# This is different .Neck warmer K



## Country Bumpkins (Feb 18, 2011)

http://slipslipknit.com/?page_id=1577 I didn't know you had to pay for it but it is cute.


----------



## hasamod41 (Sep 1, 2011)

It's mostly 2X2 rib. What's so special about this one?


----------



## Ellemck (Mar 7, 2011)

It is pretty; would hide the extra chins.


----------



## Country Bumpkins (Feb 18, 2011)

Ellemck said:


> It is pretty; would hide the extra chins.


Added plus! :thumbup:


----------



## hasamod41 (Sep 1, 2011)

Ellemck said:


> It is pretty; would hide the extra chins.


wouldn't any turtleneck do that?


----------



## btibbs70 (Mar 23, 2011)

Ooo, I like that. No bulk, just snuggly around the neck. Good design. TNX for posting.


----------



## julielacykntr (May 5, 2012)

It is cute, and different. Thanks for posting; I like the web site! ;-)


----------



## no1girl (Sep 4, 2012)

cannot say i find it interesting, sorry.


----------



## Fran In Lakewood (Jan 25, 2012)

I LOVE it!
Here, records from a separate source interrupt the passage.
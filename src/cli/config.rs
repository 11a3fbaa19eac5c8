//! Configuration CLI command handlers

use crate::cli::commands::{ConfigCommand, ConfigKey};
use crate::core::config::{Config, RefreshTokenPolicy};
use crate::error::{CredentialError, Result};

/// Handle configuration commands
pub fn handle_config(command: ConfigCommand) -> Result<()> {
    match command {
        ConfigCommand::Set { key, value } => handle_set(key, value),
        ConfigCommand::Get { key } => handle_get(key),
        ConfigCommand::Remove { key } => handle_remove(key),
    }
}

/// Handle setting a configuration value
fn handle_set(key: ConfigKey, value: String) -> Result<()> {
    let mut config = Config::load()?;
    apply(&mut config, key, &value)?;
    config.save()?;

    println!("{} set to: {}", key_name(key), current_value(&config, key));
    Ok(())
}

/// Handle getting a configuration value
fn handle_get(key: ConfigKey) -> Result<()> {
    let config = Config::load()?;
    println!("{}: {}", key_name(key), current_value(&config, key));
    Ok(())
}

/// Handle resetting a configuration value
fn handle_remove(key: ConfigKey) -> Result<()> {
    let mut config = Config::load()?;
    let defaults = Config::default();
    match key {
        ConfigKey::AccountType => config.account_type = defaults.account_type,
        ConfigKey::RefreshPolicy => config.refresh_token_policy = defaults.refresh_token_policy,
        ConfigKey::RefreshTimeout => config.refresh_timeout_secs = defaults.refresh_timeout_secs,
        ConfigKey::LoginServer => config.default_login_server = None,
        ConfigKey::KeyringService => config.keyring_service = defaults.keyring_service,
    }
    config.save()?;

    println!(
        "{} reset to default: {}",
        key_name(key),
        current_value(&config, key)
    );
    Ok(())
}

/// Validate and store a value on the config
fn apply(config: &mut Config, key: ConfigKey, value: &str) -> Result<()> {
    let value = value.trim();
    match key {
        ConfigKey::AccountType => config.account_type = non_empty(key, value)?,
        ConfigKey::KeyringService => config.keyring_service = non_empty(key, value)?,
        ConfigKey::RefreshPolicy => {
            config.refresh_token_policy = RefreshTokenPolicy::from_str(value).ok_or_else(|| {
                CredentialError::InvalidInput(format!(
                    "Invalid refresh policy '{}'. Available policies: lazy, eager",
                    value
                ))
            })?;
        }
        ConfigKey::RefreshTimeout => {
            let secs = value
                .parse::<u64>()
                .ok()
                .filter(|secs| *secs > 0)
                .ok_or_else(|| {
                    CredentialError::InvalidInput(format!(
                        "Invalid refresh timeout '{}'. Expected a positive number of seconds",
                        value
                    ))
                })?;
            config.refresh_timeout_secs = secs;
        }
        ConfigKey::LoginServer => {
            let url = url::Url::parse(value).map_err(|e| {
                CredentialError::InvalidInput(format!("Invalid login server '{}': {}", value, e))
            })?;
            config.default_login_server = Some(url.as_str().trim_end_matches('/').to_string());
        }
    }
    Ok(())
}

fn non_empty(key: ConfigKey, value: &str) -> Result<String> {
    if value.is_empty() {
        return Err(CredentialError::InvalidInput(format!(
            "{} must not be empty",
            key_name(key)
        )));
    }
    Ok(value.to_string())
}

fn key_name(key: ConfigKey) -> &'static str {
    match key {
        ConfigKey::AccountType => "Account type",
        ConfigKey::RefreshPolicy => "Refresh policy",
        ConfigKey::RefreshTimeout => "Refresh timeout",
        ConfigKey::LoginServer => "Login server",
        ConfigKey::KeyringService => "Keyring service",
    }
}

fn current_value(config: &Config, key: ConfigKey) -> String {
    match key {
        ConfigKey::AccountType => config.account_type.clone(),
        ConfigKey::RefreshPolicy => config.refresh_token_policy.to_string(),
        ConfigKey::RefreshTimeout => format!("{}s", config.refresh_timeout_secs),
        ConfigKey::LoginServer => config
            .default_login_server
            .clone()
            .unwrap_or_else(|| "Not configured".to_string()),
        ConfigKey::KeyringService => config.keyring_service.clone(),
    }
}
Definitely different and will be really fun to wear. Thanks for posting the link. So many patterns, so little time.


----------



## gillian lorraine (Aug 18, 2011)

I love the way the long,slim ends pull the cowl tighter around the neck and ruffle up what would otherwise be quite an ordinary cowl.


----------



## Longtimer (May 23, 2013)

hasamod41 said:


> It's mostly 2X2 rib. What's so special about this one?
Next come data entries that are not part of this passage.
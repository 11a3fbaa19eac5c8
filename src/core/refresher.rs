//! Single-flight access token refresh
//!
//! When several requests discover an expired token at the same time, only one
//! of them may talk to the identity provider: refresh tokens are often
//! single-use or rate limited, so parallel refreshes would invalidate each
//! other. Every caller of [`TokenRefresher::refresh`] either starts a refresh
//! flight or joins the one already running, and all callers of a flight get
//! back the exact same outcome.
//!
//! One refresher exists per resolved client, so accounts never contend on a
//! shared lock.

use std::sync::{Arc, Mutex, MutexGuard, PoisonError};

use chrono::{DateTime, Utc};
use secrecy::{ExposeSecret, SecretString};
use tokio::sync::watch;
use tracing::{debug, info, warn};

use crate::auth::{RefreshRequest, TokenBundle};
use crate::core::account::{
    Account, KEY_ACCESS_TOKEN, KEY_CLIENT_ID, KEY_INSTANCE_SERVER, KEY_LOGIN_SERVER,
};
use crate::core::ClientContext;
use crate::error::{CredentialError, RefreshFailure};

/// Outcome shared by every caller of one refresh flight
pub type RefreshOutcome = std::result::Result<SecretString, RefreshFailure>;

type Flight = watch::Receiver<Option<RefreshOutcome>>;

struct RefreshState {
    /// Set while a refresh is running; joiners wait on it
    in_flight: Option<Flight>,
    last_token: Option<SecretString>,
    last_refresh: Option<DateTime<Utc>>,
    refresh_token: Option<SecretString>,
}

struct RefresherInner {
    account: Account,
    ctx: ClientContext,
    state: Mutex<RefreshState>,
}

/// Per-client coordinator for access token refreshes
///
/// Cloning shares the same coordinator.
#[derive(Clone)]
pub struct TokenRefresher {
    inner: Arc<RefresherInner>,
}

impl TokenRefresher {
    /// Create a refresher seeded with the tokens read from the store
    pub fn new(
        account: Account,
        access_token: SecretString,
        refresh_token: Option<SecretString>,
        ctx: ClientContext,
    ) -> Self {
        Self::with_tokens(account, Some(access_token), refresh_token, ctx)
    }

    /// Create a refresher that may start without a usable access token
    ///
    /// The first [`refresh`](Self::refresh) then has no stale token to
    /// invalidate.
    pub fn with_tokens(
        account: Account,
        access_token: Option<SecretString>,
        refresh_token: Option<SecretString>,
        ctx: ClientContext,
    ) -> Self {
        Self {
            inner: Arc::new(RefresherInner {
                account,
                ctx,
                state: Mutex::new(RefreshState {
                    in_flight: None,
                    last_token: access_token,
                    last_refresh: None,
                    refresh_token,
                }),
            }),
        }
    }

    /// Fetch a new access token, or wait for the refresh already in progress
    ///
    /// Never retries; a failed outcome is returned to every waiter of the
    /// flight and the next call starts a fresh one.
    pub async fn refresh(&self) -> RefreshOutcome {
        info!(account = %self.inner.account, "Need new access token");

        let mut flight = self.join_or_start();
        let outcome = match flight.wait_for(Option::is_some).await {
            Ok(outcome) => outcome.clone(),
            Err(_) => None,
        };

        outcome.unwrap_or(Err(RefreshFailure::Interrupted))
    }

    /// The access token currently considered valid
    ///
    /// `None` while a refresh is in flight and after a failed refresh.
    pub fn current_token(&self) -> Option<SecretString> {
        self.inner.lock_state().last_token.clone()
    }

    pub fn has_refresh_token(&self) -> bool {
        self.inner
            .lock_state()
            .refresh_token
            .as_ref()
            .is_some_and(|token| !token.expose_secret().is_empty())
    }

    /// When the last refresh flight completed (successfully or not)
    pub fn last_refresh_time(&self) -> Option<DateTime<Utc>> {
        self.inner.lock_state().last_refresh
    }

    pub fn is_refreshing(&self) -> bool {
        self.inner.lock_state().in_flight.is_some()
    }

    pub fn account(&self) -> &Account {
        &self.inner.account
    }

    fn join_or_start(&self) -> Flight {
        let mut state = self.inner.lock_state();

        if let Some(flight) = state.in_flight.as_ref() {
            // A closed sender means the refresh task died without committing
            if flight.has_changed().is_ok() {
                debug!(account = %self.inner.account, "Refresh in progress, waiting for it");
                return flight.clone();
            }
        }

        let (sender, flight) = watch::channel(None);
        state.in_flight = Some(flight.clone());
        // The stale token must never be handed out again once a refresh starts
        let stale = state.last_token.take();
        drop(state);

        // Detached so the refresh completes even if every caller goes away
        let inner = Arc::clone(&self.inner);
        tokio::spawn(async move {
            let outcome = inner.perform_refresh(stale).await;
            inner.commit(outcome, sender);
        });

        flight
    }
}

impl RefresherInner {
    fn lock_state(&self) -> MutexGuard<'_, RefreshState> {
        self.state.lock().unwrap_or_else(PoisonError::into_inner)
    }

    async fn perform_refresh(&self, stale: Option<SecretString>) -> RefreshOutcome {
        if let Some(stale) = stale {
            self.ctx
                .store
                .invalidate_auth_token(&self.account.account_type, stale.expose_secret());
        }

        let timeout = self.ctx.settings.refresh_timeout;
        match tokio::time::timeout(timeout, self.request_new_token()).await {
            Ok(outcome) => outcome,
            Err(_) => {
                warn!(account = %self.account, "Token refresh timed out after {:?}", timeout);
                Err(RefreshFailure::TimedOut(timeout))
            }
        }
    }

    async fn request_new_token(&self) -> RefreshOutcome {
        let store = &self.ctx.store;
        let store_failure = |e: CredentialError| RefreshFailure::Store(e.to_string());

        let account = store
            .list_accounts(&self.account.account_type)
            .map_err(store_failure)?
            .into_iter()
            .find(|account| account.name == self.account.name)
            .ok_or(RefreshFailure::AccountRemoved)?;

        let refresh_token = self
            .lock_state()
            .refresh_token
            .clone()
            .filter(|token| !token.expose_secret().is_empty())
            .ok_or(RefreshFailure::MissingRefreshToken)?;

        let request = RefreshRequest {
            login_server: store
                .get_attribute(&account, KEY_LOGIN_SERVER)
                .map_err(store_failure)?,
            client_id: store
                .get_attribute(&account, KEY_CLIENT_ID)
                .map_err(store_failure)?,
            account,
            refresh_token,
        };

        let bundle = self
            .ctx
            .refresh_service
            .request_token_refresh(&request)
            .await
            .map_err(|e| {
                warn!(account = %self.account, "Exception during token refresh: {}", e);
                match e {
                    CredentialError::Refresh(failure) => failure,
                    other => RefreshFailure::Provider(other.to_string()),
                }
            })?;

        self.persist(&request.account, &bundle);
        Ok(bundle.access_token)
    }

    /// Write the rotated tokens back to the account
    ///
    /// The refresh itself already succeeded, so store failures only warn.
    fn persist(&self, account: &Account, bundle: &TokenBundle) {
        let ctx = &self.ctx;
        let key = &ctx.settings.passcode_hash;

        let access = ctx
            .encryptor
            .encrypt(bundle.access_token.expose_secret(), key)
            .and_then(|encrypted| ctx.store.set_attribute(account, KEY_ACCESS_TOKEN, &encrypted));
        if let Err(e) = access {
            warn!(account = %account, "Could not store refreshed access token: {}", e);
        }

        if let Some(refresh_token) = &bundle.refresh_token {
            let rotated = ctx
                .encryptor
                .encrypt(refresh_token.expose_secret(), key)
                .and_then(|encrypted| ctx.store.set_encrypted_secret(account, &encrypted));
            if let Err(e) = rotated {
                warn!(account = %account, "Could not store rotated refresh token: {}", e);
            }
            self.lock_state().refresh_token = Some(refresh_token.clone());
        }

        if let Some(instance_url) = &bundle.instance_url {
            if let Err(e) = ctx.store.set_attribute(account, KEY_INSTANCE_SERVER, instance_url) {
                warn!(account = %account, "Could not store instance server: {}", e);
            }
        }
    }

    fn commit(&self, outcome: RefreshOutcome, sender: watch::Sender<Option<RefreshOutcome>>) {
        let mut state = self.lock_state();
        state.last_token = outcome.as_ref().ok().cloned();
        state.in_flight = None;
        state.last_refresh = Some(Utc::now());
        sender.send_replace(Some(outcome));
    }
}

impl std::fmt::Debug for TokenRefresher {
    fn fmt(&self, f: &mut std::fmt::Formatter<'_>) -> std::fmt::Result {
        f.debug_struct("TokenRefresher")
            .field("account", &self.inner.account)
            .field("refreshing", &self.is_refreshing())
            .finish()
    }
}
Please read the pattern description. It involves lace and short rows. The ribbing merely supplies the ruffle. Then go to ravelry and look at the 59 projects. Some show the entire scarf which is actually quite charming. 
Thanks to the original poster for sharing.


----------



## NellieKnitter (Sep 10, 2012)

Cute. I like the ruffle--very different.


----------



## nevadalynn (Apr 27, 2011)

hasamod41 said:


> It's mostly 2X2 rib. What's so special about this one?


 it's pretty


----------



## SharCraft (Nov 12, 2012)

It always makes me feel sad when people post negative post.. We get enough of this in life.. This is my escape ...like the old saying goes.. If you can't say something nice ..don't say anything at all. I think the the neck. Warmer is nice ...thanks for showing us what you like..Country Bumpkin have a great day.


----------



## 4grammy4 (Aug 22, 2011)

Thank you. I read through previous posts and for some reason some KPs are being brutally honest today. I have not seen any other neck warmer like this one and see it as very feminine and light weight and wonder if it would really hide my extra chin area. Still for the right recipient I would buy this pattern.

Thank you also for the opportunity to view other patterns that are listed. When I see something I like, I like to see what else the person has created/knit.
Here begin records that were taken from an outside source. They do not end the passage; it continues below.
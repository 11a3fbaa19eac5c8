//! Creating, updating and removing stored accounts
//!
//! Accounts are written after a completed authorization and removed on
//! logout. Batch removal is best effort: every account is attempted and
//! individual failures are only reported.

use futures::future::join_all;
use secrecy::ExposeSecret;
use tokio::task::JoinHandle;
use tracing::{info, warn};

use crate::core::account::{
    Account, AccountCredentials, AttributeMap, KEY_ACCESS_TOKEN, KEY_ACCOUNT_NAME,
    KEY_ACCOUNT_TYPE, KEY_CLIENT_ID, KEY_INSTANCE_SERVER, KEY_LOGIN_SERVER, KEY_ORG_ID,
    KEY_USERNAME, KEY_USER_ID,
};
use crate::core::ClientContext;
use crate::error::{CredentialError, Result};

/// Result of a best-effort batch removal
#[derive(Debug, Default, Clone, PartialEq, Eq)]
pub struct RemovalReport {
    /// Names of the accounts that were removed
    pub removed: Vec<String>,
    /// Account name and reason for every removal that failed
    pub failed: Vec<(String, String)>,
}

impl RemovalReport {
    pub fn is_complete(&self) -> bool {
        self.failed.is_empty()
    }
}

/// Writes and deletes account records
#[derive(Clone)]
pub struct AccountProvisioner {
    ctx: ClientContext,
}

impl AccountProvisioner {
    pub fn new(ctx: ClientContext) -> Self {
        Self { ctx }
    }

    /// Store the credentials of a completed authorization
    ///
    /// Both tokens are encrypted before they reach the store. An existing
    /// account with the same username is overwritten rather than duplicated.
    /// Returns the attribute set that was written.
    pub fn create_or_update(&self, credentials: &AccountCredentials) -> Result<AttributeMap> {
        if credentials.username.trim().is_empty() {
            return Err(CredentialError::InvalidInput(
                "A username is required to store an account".to_string(),
            ));
        }

        let key = &self.ctx.settings.passcode_hash;
        let encryptor = &self.ctx.encryptor;
        let encrypted_access =
            encryptor.encrypt(credentials.access_token.expose_secret(), key)?;
        let encrypted_refresh =
            encryptor.encrypt(credentials.refresh_token.expose_secret(), key)?;

        let account_type = self.ctx.account_type();
        let mut attributes = AttributeMap::new();
        attributes.insert(KEY_ACCOUNT_NAME.into(), credentials.username.clone());
        attributes.insert(KEY_ACCOUNT_TYPE.into(), account_type.to_string());
        attributes.insert(KEY_USERNAME.into(), credentials.username.clone());
        attributes.insert(KEY_LOGIN_SERVER.into(), credentials.login_url.clone());
        attributes.insert(KEY_INSTANCE_SERVER.into(), credentials.instance_url.clone());
        attributes.insert(KEY_CLIENT_ID.into(), credentials.client_id.clone());
        attributes.insert(KEY_ORG_ID.into(), credentials.org_id.clone());
        attributes.insert(KEY_USER_ID.into(), credentials.user_id.clone());
        attributes.insert(KEY_ACCESS_TOKEN.into(), encrypted_access);

        let account = Account::new(credentials.username.clone(), account_type);
        let store = &self.ctx.store;
        let exists = store
            .list_accounts(account_type)?
            .iter()
            .any(|existing| existing.name == account.name);

        if exists {
            for (key, value) in &attributes {
                store.set_attribute(&account, key, value)?;
            }
            store.set_encrypted_secret(&account, &encrypted_refresh)?;
            info!(account = %account, "Updated stored account");
        } else {
            if !store.add_account(&account, &encrypted_refresh, &attributes)? {
                return Err(CredentialError::Store(format!(
                    "the store refused to add account {}",
                    account
                )));
            }
            info!(account = %account, "Created stored account");
        }

        Ok(attributes)
    }

    /// Remove every given account, continuing past failures
    ///
    /// All removals are issued before any result is collected.
    pub async fn remove_all(&self, accounts: &[Account]) -> RemovalReport {
        let store = &self.ctx.store;
        let results = join_all(accounts.iter().map(|account| async move {
            (account, store.remove_account(account).await)
        }))
        .await;

        let mut report = RemovalReport::default();
        for (account, result) in results {
            match result {
                Ok(true) => report.removed.push(account.name.clone()),
                Ok(false) => {
                    warn!(account = %account, "Store declined to remove account");
                    report
                        .failed
                        .push((account.name.clone(), "removal declined".to_string()));
                }
                Err(e) => {
                    warn!(account = %account, "Exception removing account: {}", e);
                    report.failed.push((account.name.clone(), e.to_string()));
                }
            }
        }
        report
    }

    /// Remove the active account and wait for the outcome
    ///
    /// `Ok(None)` when there is no active account.
    pub async fn remove_active(&self) -> Result<Option<bool>> {
        let Some(account) = self.active_account()? else {
            return Ok(None);
        };
        let removed = self.ctx.store.remove_account(&account).await?;
        info!(account = %account, "Removed active account");
        Ok(Some(removed))
    }

    /// Remove the active account in the background, then call `on_done`
    ///
    /// Returns `None` and never calls `on_done` when there is no active
    /// account.
    pub fn remove_active_with<F>(&self, on_done: F) -> Result<Option<JoinHandle<()>>>
    where
        F: FnOnce(Result<bool>) + Send + 'static,
    {
        let Some(account) = self.active_account()? else {
            return Ok(None);
        };

        let store = self.ctx.store.clone();
        Ok(Some(tokio::spawn(async move {
            let result = store.remove_account(&account).await;
            on_done(result);
        })))
    }

    fn active_account(&self) -> Result<Option<Account>> {
        Ok(self
            .ctx
            .store
            .list_accounts(self.ctx.account_type())?
            .into_iter()
            .next())
    }
}

#[cfg(test)]
mod tests {
    use super::*;
    use std::sync::Arc;

    use secrecy::SecretString;
    use tokio::sync::oneshot;

    use crate::auth::MockTokenRefreshService;
    use crate::core::PassthroughEncryptor;
    use crate::core::ClientSettings;
    use crate::store::{AccountStore, MemoryAccountStore, MockAccountStore};
    use crate::test_support::{alice, context, seeded_store, ACCOUNT_TYPE};

    fn provisioner(store: Arc<MemoryAccountStore>) -> AccountProvisioner {
        AccountProvisioner::new(context(store, Arc::new(MockTokenRefreshService::new())))
    }

    fn credentials(username: &str, access_token: &str) -> AccountCredentials {
        AccountCredentials {
            username: username.to_string(),
            refresh_token: SecretString::from("R1"),
            access_token: SecretString::from(access_token.to_string()),
            instance_url: "https://na1.example.com".to_string(),
            login_url: "https://login.example.com".to_string(),
            client_id: "client-1".to_string(),
            org_id: "00Dx".to_string(),
            user_id: "005x".to_string(),
        }
    }

    #[test]
    fn test_create_encrypts_tokens_and_returns_attributes() {
        let store = Arc::new(MemoryAccountStore::new());
        let written = provisioner(store.clone())
            .create_or_update(&credentials("bob", "T1"))
            .unwrap();

        assert_eq!(written.get(KEY_ACCESS_TOKEN).map(String::as_str), Some("enc:T1"));
        assert_eq!(written.get(KEY_ACCOUNT_TYPE).map(String::as_str), Some(ACCOUNT_TYPE));
        assert_eq!(written.get(KEY_ORG_ID).map(String::as_str), Some("00Dx"));

        let bob = Account::new("bob", ACCOUNT_TYPE);
        assert_eq!(store.get_encrypted_secret(&bob).unwrap().as_deref(), Some("enc:R1"));
        assert_eq!(
            store.get_attribute(&bob, KEY_INSTANCE_SERVER).unwrap().as_deref(),
            Some("https://na1.example.com")
        );
    }

    #[test]
    fn test_create_twice_overwrites_instead_of_duplicating() {
        let store = Arc::new(MemoryAccountStore::new());
        let provisioner = provisioner(store.clone());

        provisioner.create_or_update(&credentials("bob", "T1")).unwrap();
        provisioner.create_or_update(&credentials("bob", "T2")).unwrap();

        let accounts = store.list_accounts(ACCOUNT_TYPE).unwrap();
        assert_eq!(accounts, vec![Account::new("bob", ACCOUNT_TYPE)]);
        assert_eq!(
            store.get_attribute(&accounts[0], KEY_ACCESS_TOKEN).unwrap().as_deref(),
            Some("enc:T2")
        );
    }

    #[test]
    fn test_create_requires_username() {
        let err = provisioner(Arc::new(MemoryAccountStore::new()))
            .create_or_update(&credentials("  ", "T1"))
            .unwrap_err();
        assert!(matches!(err, CredentialError::InvalidInput(_)));
    }

    #[test]
    fn test_create_reports_refused_add() {
        let mut store = MockAccountStore::new();
        store.expect_list_accounts().returning(|_| Ok(Vec::new()));
        store.expect_add_account().returning(|_, _, _| Ok(false));
        let ctx = ClientContext::new(
            Arc::new(store),
            Arc::new(PassthroughEncryptor),
            Arc::new(MockTokenRefreshService::new()),
            ClientSettings::new(ACCOUNT_TYPE),
        );

        let err = AccountProvisioner::new(ctx)
            .create_or_update(&credentials("bob", "T1"))
            .unwrap_err();
        assert!(matches!(err, CredentialError::Store(_)));
    }

    #[tokio::test]
    async fn test_remove_all_continues_past_failures() {
        let store = Arc::new(MemoryAccountStore::new());
        let provisioner = provisioner(store.clone());
        for name in ["a", "b", "c"] {
            provisioner.create_or_update(&credentials(name, "T1")).unwrap();
        }
        store.fail_removal_of("b");

        let accounts = store.list_accounts(ACCOUNT_TYPE).unwrap();
        let report = provisioner.remove_all(&accounts).await;

        assert_eq!(report.removed, vec!["a".to_string(), "c".to_string()]);
        assert_eq!(report.failed.len(), 1);
        assert_eq!(report.failed[0].0, "b");
        assert!(!report.is_complete());
        assert_eq!(
            store.list_accounts(ACCOUNT_TYPE).unwrap(),
            vec![Account::new("b", ACCOUNT_TYPE)]
        );
    }

    #[tokio::test]
    async fn test_remove_active() {
        let store = seeded_store();
        let provisioner = provisioner(store.clone());

        assert_eq!(provisioner.remove_active().await.unwrap(), Some(true));
        assert_eq!(provisioner.remove_active().await.unwrap(), None);
    }

    #[tokio::test]
    async fn test_remove_active_with_invokes_callback() {
        let store = seeded_store();
        let (tx, rx) = oneshot::channel();

        let handle = provisioner(store.clone())
            .remove_active_with(move |result| {
                let _ = tx.send(result.ok());
            })
            .unwrap()
            .expect("an active account exists");
        handle.await.unwrap();

        assert_eq!(rx.await.unwrap(), Some(true));
        assert!(store.list_accounts(ACCOUNT_TYPE).unwrap().is_empty());
        assert!(!store.list_accounts(ACCOUNT_TYPE).unwrap().contains(&alice()));
    }

    #[tokio::test]
    async fn test_remove_active_with_is_noop_without_account() {
        let store = Arc::new(MemoryAccountStore::new());
        let handle = provisioner(store)
            .remove_active_with(|_| panic!("callback must not run"))
            .unwrap();
        assert!(handle.is_none());
    }
}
I see this as a different neck warmer pattern please continue to post.
Growing up I was taught, if you can't say anything nice don't say anything at all.


----------



## Connie W (Aug 3, 2011)

It is different. Thanks for the link. I like this designer's book


----------



## It'sJustMe (Nov 27, 2011)

Thanks, very sweet. I see she's authored several books. Like her icord scarf too.


----------



## Country Bumpkins (Feb 18, 2011)

SharCraft said:


> It always makes me feel sad when people post negative post.. We get enough of this in life.. This is my escape ...like the old saying goes.. If you can't say something nice ..don't say anything at all. I think the the neck. Warmer is nice ...thanks for showing us what you like..Country Bumpkin have a great day.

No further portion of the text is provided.